Джулиан остановил ее. Он также, хотя он только один раз видел Мерси, рассердился на оскорбление, нанесенное прелестному созданию, заинтересовавшему его при первом взгляде на нее.
— Молчите, — сказал он, сурово заговорив с Грэс в первый раз. — Вы оскорбляете, жестоко оскорбляете леди Джэнет. Вы говорите более чем нелепо, вы говорите оскорбительно, когда уверяете, будто другая женщина явилась сюда вместо вас.
Кровь Грэс закипела. Уязвленная упреком Джулиана, она бросила на него почти яростный взгляд.
— Вы пастор? Вы человек образованный? — спросила она. — Неужели вы никогда не читали в газетах и книгах о случаях присвоения чужого имени? Я слепо доверилась Мерси Мерик, прежде чем узнала, кто она в действительности. Она оставила домик, я это знаю от доктора, который возвратил меня к жизни, в твердом убеждении, что осколок гранаты убил меня. Мои бумаги и мои вещи исчезли в то же время. Разве в этих обстоятельствах нет ничего подозрительного? В госпитале были люди, находившие их чрезвычайно подозрительными, люди, предупреждавшие меня, что я могу найти на моем месте самозванку.
Она вдруг замолчала. Шелест шелкового платья долетел до ее слуха. Леди Джэнет выходила с Орасом через оранжерею. С последним отчаянным усилием решимости Грэс бросилась вперед и стала перед ними.
— Одно слово, леди Джэнет, прежде чем вы повернетесь ко мне спиной, — сказала она твердо. — Одно слово и для меня довольно. Получено в этом доме или нет письмо полковника Розбери? Если получено, вам принесла его женщина?
Леди Джэнет посмотрела, как только может смотреть знатная дама, когда женщина ниже ее социальным положением осмеливается проявить неуважение к ней.

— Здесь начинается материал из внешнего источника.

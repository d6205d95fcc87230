mod common;

use axum::{
    body::Body,
    http::{Method, Request, StatusCode},
};
use chrono::{Duration, Utc};
use common::TestHarness;
use serde_json::json;
use tower::ServiceExt;
use uuid::Uuid;

const SONNET: &str = "claude-sonnet-4-20250514";

#[tokio::test]
async fn test_health_endpoint() {
    let harness = TestHarness::new().await;

    let request = Request::builder()
        .uri("/health")
        .body(Body::empty())
        .unwrap();
    let response = harness.app.clone().oneshot(request).await.unwrap();
    assert_eq!(response.status(), StatusCode::OK);
}

#[tokio::test]
async fn test_post_event_returns_costs() {
    let harness = TestHarness::new().await;

    let (status, body) = harness
        .request(
            Method::POST,
            "/v1/events",
            Some(json!({
                "model": SONNET,
                "input_tokens": 1500,
                "output_tokens": 800,
                "user_id": "user-42",
                "feature": "summarize",
                "duration_ms": 950,
                "metadata": {"request_id": "abc"}
            })),
        )
        .await;

    assert_eq!(status, StatusCode::CREATED);
    assert_eq!(body["input_cost"], "0.0045");
    assert_eq!(body["output_cost"], "0.012");
    assert_eq!(body["total_cost"], "0.0165");
    assert_eq!(body["duplicate"], false);
    assert!(Uuid::parse_str(body["id"].as_str().unwrap()).is_ok());
}

#[tokio::test]
async fn test_post_event_retry_is_acknowledged_as_duplicate() {
    let harness = TestHarness::new().await;
    let event = json!({
        "id": Uuid::new_v4(),
        "timestamp": (Utc::now() - Duration::minutes(5)).to_rfc3339(),
        "model": "gpt-4o",
        "input_tokens": 10,
        "output_tokens": 10
    });

    let (status, first) = harness.request(Method::POST, "/v1/events", Some(event.clone())).await;
    assert_eq!(status, StatusCode::CREATED);
    assert_eq!(first["duplicate"], false);

    let (status, retry) = harness.request(Method::POST, "/v1/events", Some(event)).await;
    assert_eq!(status, StatusCode::CREATED);
    assert_eq!(retry["duplicate"], true);

    let (_, summary) = harness.request(Method::GET, "/v1/costs/summary?days=1", None).await;
    assert_eq!(summary["total_calls"], 1);
}

#[tokio::test]
async fn test_post_event_error_statuses() {
    let harness = TestHarness::new().await;

    let (status, body) = harness
        .request(
            Method::POST,
            "/v1/events",
            Some(json!({"model": "mystery-model", "input_tokens": 1, "output_tokens": 1})),
        )
        .await;
    assert_eq!(status, StatusCode::UNPROCESSABLE_ENTITY);
    assert_eq!(body["error"], "unknown_model");

    let (status, body) = harness
        .request(
            Method::POST,
            "/v1/events",
            Some(json!({"model": SONNET, "input_tokens": -5, "output_tokens": 1})),
        )
        .await;
    assert_eq!(status, StatusCode::UNPROCESSABLE_ENTITY);
    assert_eq!(body["error"], "validation_error");
}

#[tokio::test]
async fn test_batch_endpoint() {
    let harness = TestHarness::new().await;

    let (status, body) = harness
        .request(
            Method::POST,
            "/v1/events/batch",
            Some(json!({"events": [
                {"model": SONNET, "input_tokens": 1500, "output_tokens": 800},
                {"model": "gpt-4o", "input_tokens": 100, "output_tokens": 50}
            ]})),
        )
        .await;
    assert_eq!(status, StatusCode::CREATED);
    assert_eq!(body["accepted"], 2);
    assert_eq!(body["events"].as_array().unwrap().len(), 2);

    let (status, body) = harness
        .request(
            Method::POST,
            "/v1/events/batch",
            Some(json!({"events": [
                {"model": SONNET, "input_tokens": 1, "output_tokens": 1},
                {"model": "unknown", "input_tokens": 1, "output_tokens": 1}
            ]})),
        )
        .await;
    assert_eq!(status, StatusCode::UNPROCESSABLE_ENTITY);
    assert_eq!(body["index"], 1);

    let (_, page) = harness.request(Method::GET, "/v1/events", None).await;
    assert_eq!(page["events"].as_array().unwrap().len(), 2);
}

#[tokio::test]
async fn test_list_events_paging() {
    let harness = TestHarness::new().await;
    for _ in 0..3 {
        harness
            .request(
                Method::POST,
                "/v1/events",
                Some(json!({"model": "gpt-4o", "input_tokens": 1, "output_tokens": 1})),
            )
            .await;
    }

    let (status, first) = harness.request(Method::GET, "/v1/events?limit=2", None).await;
    assert_eq!(status, StatusCode::OK);
    assert_eq!(first["events"].as_array().unwrap().len(), 2);
    let cursor = first["next_cursor"].as_str().unwrap().to_string();

    let (status, second) = harness
        .request(
            Method::GET,
            &format!("/v1/events?limit=2&cursor={}", cursor),
            None,
        )
        .await;
    assert_eq!(status, StatusCode::OK);
    assert_eq!(second["events"].as_array().unwrap().len(), 1);
    assert!(second["next_cursor"].is_null());

    let (status, body) = harness
        .request(Method::GET, "/v1/events?cursor=garbage", None)
        .await;
    assert_eq!(status, StatusCode::BAD_REQUEST);
    assert_eq!(body["error"], "invalid_cursor");
}

#[tokio::test]
async fn test_cost_endpoints() {
    let harness = TestHarness::new().await;
    for (model, user, feature) in [
        (SONNET, "alice", "chat"),
        (SONNET, "bob", "chat"),
        ("gpt-4o", "alice", "search"),
    ] {
        let (status, _) = harness
            .request(
                Method::POST,
                "/v1/events",
                Some(json!({
                    "model": model,
                    "input_tokens": 1000,
                    "output_tokens": 1000,
                    "user_id": user,
                    "feature": feature
                })),
            )
            .await;
        assert_eq!(status, StatusCode::CREATED);
    }

    let (status, summary) = harness.request(Method::GET, "/v1/costs/summary?days=7", None).await;
    assert_eq!(status, StatusCode::OK);
    assert_eq!(summary["total_calls"], 3);
    assert_eq!(summary["daily"].as_array().unwrap().len(), 7);

    let (status, by_model) = harness.request(Method::GET, "/v1/costs/by-model", None).await;
    assert_eq!(status, StatusCode::OK);
    assert_eq!(by_model["items"][0]["key"], SONNET);
    assert_eq!(by_model["items"][0]["calls"], 2);

    let (_, by_user) = harness.request(Method::GET, "/v1/costs/by-user", None).await;
    assert_eq!(by_user["items"].as_array().unwrap().len(), 2);
    assert_eq!(by_user["items"][0]["key"], "alice");

    let (_, by_feature) = harness.request(Method::GET, "/v1/costs/by-feature", None).await;
    assert_eq!(by_feature["items"][0]["key"], "chat");

    let today = Utc::now().date_naive();
    let (status, rollups) = harness
        .request(
            Method::GET,
            &format!("/v1/costs/rollups?start={}&end={}&group_by=model,user_id", today, today),
            None,
        )
        .await;
    assert_eq!(status, StatusCode::OK);
    assert_eq!(rollups["rows"].as_array().unwrap().len(), 3);

    let (status, body) = harness
        .request(Method::GET, "/v1/costs/rollups?group_by=region", None)
        .await;
    assert_eq!(status, StatusCode::BAD_REQUEST);
    assert_eq!(body["error"], "bad_request");

    let (status, _) = harness.request(Method::GET, "/v1/costs/summary?days=0", None).await;
    assert_eq!(status, StatusCode::BAD_REQUEST);
}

— Вам, вероятно, неизвестно, — сказала она с ледяным спокойствием, — что эти вопросы оскорбительны для меня?
— И хуже чем оскорбительны для Грэс, — горячо прибавил Орас.
Маленькая, решительная черная фигурка (все еще загораживавшая дорогу в оранжерею) вдруг затряслась с головы до ног. Глаза этой женщины смотрели то на леди Джэнет, то на Ораса, полные новым подозрением.
— Грэс! — воскликнула она. — Какая Грэс? Это мое имя. Леди Джэнет, вы получили письмо! Эта женщина здесь!
Леди Джэнет выпустила руку Ораса и вернулась к тому месту, где стоял ее племянник.
— Джулиан, — сказала она, — ты принуждаешь меня первый раз в жизни напомнить тебе о том уважении, которое все обязаны оказывать мне в моем собственном доме. Вышли отсюда эту женщину.